EXERCISE INSTRUCTIONS -> What you hand back must match the listing exactly.

LISTED ENTRIES START

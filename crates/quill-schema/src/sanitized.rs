//! Sanitized-content message types.
//!
//! A fixed family of wrapper messages carries pre-sanitized strings. Fields
//! of these types are not exposed as messages: readers see the wrapped text
//! tagged with its content kind, and writers convert a sanitized value back
//! into the wrapper.

use serde::{Deserialize, Serialize};
use std::collections::HashMap;
use std::fmt;
use std::sync::LazyLock;

/// Package holding the built-in wrapper messages.
pub const SANITIZED_PACKAGE: &str = "webutil.html.types";

#[derive(Debug, Clone, Copy, PartialEq, Eq, Hash, Serialize, Deserialize)]
#[serde(rename_all = "snake_case")]
pub enum SanitizedKind {
    Html,
    Script,
    Style,
    StyleSheet,
    Url,
    TrustedResourceUrl,
}

struct KindInfo {
    kind: SanitizedKind,
    message: &'static str,
    stem: &'static str,
}

const KINDS: [KindInfo; 6] = [
    KindInfo {
        kind: SanitizedKind::Html,
        message: "SafeHtmlProto",
        stem: "safe_html",
    },
    KindInfo {
        kind: SanitizedKind::Script,
        message: "SafeScriptProto",
        stem: "safe_script",
    },
    KindInfo {
        kind: SanitizedKind::Style,
        message: "SafeStyleProto",
        stem: "safe_style",
    },
    KindInfo {
        kind: SanitizedKind::StyleSheet,
        message: "SafeStyleSheetProto",
        stem: "safe_style_sheet",
    },
    KindInfo {
        kind: SanitizedKind::Url,
        message: "SafeUrlProto",
        stem: "safe_url",
    },
    KindInfo {
        kind: SanitizedKind::TrustedResourceUrl,
        message: "TrustedResourceUrlProto",
        stem: "trusted_resource_url",
    },
];

static BY_MESSAGE: LazyLock<HashMap<String, SanitizedKind>> = LazyLock::new(|| {
    KINDS
        .iter()
        .map(|info| (format!("{}.{}", SANITIZED_PACKAGE, info.message), info.kind))
        .collect()
});

impl SanitizedKind {
    pub const ALL: [SanitizedKind; 6] = [
        SanitizedKind::Html,
        SanitizedKind::Script,
        SanitizedKind::Style,
        SanitizedKind::StyleSheet,
        SanitizedKind::Url,
        SanitizedKind::TrustedResourceUrl,
    ];

    fn info(self) -> &'static KindInfo {
        &KINDS[self.ordinal() as usize]
    }

    /// Stable small integer identifying the kind at runtime.
    pub fn ordinal(self) -> i32 {
        match self {
            SanitizedKind::Html => 0,
            SanitizedKind::Script => 1,
            SanitizedKind::Style => 2,
            SanitizedKind::StyleSheet => 3,
            SanitizedKind::Url => 4,
            SanitizedKind::TrustedResourceUrl => 5,
        }
    }

    pub fn from_ordinal(ordinal: i32) -> Option<Self> {
        usize::try_from(ordinal)
            .ok()
            .and_then(|idx| Self::ALL.get(idx).copied())
    }

    /// Kind of the wrapper message with this full name, if it is one.
    pub fn from_message(full_name: &str) -> Option<Self> {
        BY_MESSAGE.get(full_name).copied()
    }

    /// Full name of the wrapper message.
    pub fn message_name(self) -> String {
        format!("{}.{}", SANITIZED_PACKAGE, self.info().message)
    }

    /// The single field holding the wrapped text.
    pub fn wrapped_field(self) -> String {
        format!("private_do_not_access_or_else_{}_wrapped_value", self.info().stem)
    }

    /// Conversion from a sanitized host value to the wrapper message.
    pub fn to_proto_method(self) -> String {
        format!("to_{}_proto", self.info().stem)
    }
}

impl fmt::Display for SanitizedKind {
    fn fmt(&self, f: &mut fmt::Formatter<'_>) -> fmt::Result {
        let name = match self {
            SanitizedKind::Html => "html",
            SanitizedKind::Script => "js",
            SanitizedKind::Style => "css",
            SanitizedKind::StyleSheet => "css_sheet",
            SanitizedKind::Url => "uri",
            SanitizedKind::TrustedResourceUrl => "trusted_resource_uri",
        };
        write!(f, "{}", name)
    }
}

LISTED ENTRIES END

RESPONSE TO THIS EXERCISE ->
filename crates/quill-schema/src/sanitized.rs
//! Sanitized-content message types.
//!
//! A fixed family of wrapper messages carries pre-sanitized strings. Fields
//! of these types are not exposed as messages: readers see the wrapped text
//! tagged with its content kind, and writers convert a sanitized value back
//! into the wrapper.

use serde::{Deserialize, Serialize};
use std::collections::HashMap;
use std::fmt;
use std::sync::LazyLock;

/// Package holding the built-in wrapper messages.
pub const SANITIZED_PACKAGE: &str = "webutil.html.types";

#[derive(Debug, Clone, Copy, PartialEq, Eq, Hash, Serialize, Deserialize)]
#[serde(rename_all = "snake_case")]
pub enum SanitizedKind {
    Html,
    Script,
    Style,
    StyleSheet,
    Url,
    TrustedResourceUrl,
}

struct KindInfo {
    kind: SanitizedKind,
    message: &'static str,
    stem: &'static str,
}

const KINDS: [KindInfo; 6] = [
    KindInfo {
        kind: SanitizedKind::Html,
        message: "SafeHtmlProto",
        stem: "safe_html",
    },
    KindInfo {
        kind: SanitizedKind::Script,
        message: "SafeScriptProto",
        stem: "safe_script",
    },
    KindInfo {
        kind: SanitizedKind::Style,
        message: "SafeStyleProto",
        stem: "safe_style",
    },
    KindInfo {
        kind: SanitizedKind::StyleSheet,
        message: "SafeStyleSheetProto",
        stem: "safe_style_sheet",
    },
    KindInfo {
        kind: SanitizedKind::Url,
        message: "SafeUrlProto",
        stem: "safe_url",
    },
    KindInfo {
        kind: SanitizedKind::TrustedResourceUrl,
        message: "TrustedResourceUrlProto",
        stem: "trusted_resource_url",
    },
];

static BY_MESSAGE: LazyLock<HashMap<String, SanitizedKind>> = LazyLock::new(|| {
    KINDS
        .iter()
        .map(|info| (format!("{}.{}", SANITIZED_PACKAGE, info.message), info.kind))
        .collect()
});

impl SanitizedKind {
    pub const ALL: [SanitizedKind; 6] = [
        SanitizedKind::Html,
        SanitizedKind::Script,
        SanitizedKind::Style,
        SanitizedKind::StyleSheet,
        SanitizedKind::Url,
        SanitizedKind::TrustedResourceUrl,
    ];

    fn info(self) -> &'static KindInfo {
        &KINDS[self.ordinal() as usize]
    }

    /// Stable small integer identifying the kind at runtime.
    pub fn ordinal(self) -> i32 {
        match self {
            SanitizedKind::Html => 0,
            SanitizedKind::Script => 1,
            SanitizedKind::Style => 2,
            SanitizedKind::StyleSheet => 3,
            SanitizedKind::Url => 4,
            SanitizedKind::TrustedResourceUrl => 5,
        }
    }

    pub fn from_ordinal(ordinal: i32) -> Option<Self> {
        usize::try_from(ordinal)
            .ok()
            .and_then(|idx| Self::ALL.get(idx).copied())
    }

    /// Kind of the wrapper message with this full name, if it is one.
    pub fn from_message(full_name: &str) -> Option<Self> {
        BY_MESSAGE.get(full_name).copied()
    }

    /// Full name of the wrapper message.
    pub fn message_name(self) -> String {
        format!("{}.{}", SANITIZED_PACKAGE, self.info().message)
    }

    /// The single field holding the wrapped text.
    pub fn wrapped_field(self) -> String {
        format!("private_do_not_access_or_else_{}_wrapped_value", self.info().stem)
    }

    /// Conversion from a sanitized host value to the wrapper message.
    pub fn to_proto_method(self) -> String {
        format!("to_{}_proto", self.info().stem)
    }
}

impl fmt::Display for SanitizedKind {
    fn fmt(&self, f: &mut fmt::Formatter<'_>) -> fmt::Result {
        let name = match self {
            SanitizedKind::Html => "html",
            SanitizedKind::Script => "js",
            SanitizedKind::Style => "css",
            SanitizedKind::StyleSheet => "css_sheet",
            SanitizedKind::Url => "uri",
            SanitizedKind::TrustedResourceUrl => "trusted_resource_uri",
        };
        write!(f, "{}", name)
    }
}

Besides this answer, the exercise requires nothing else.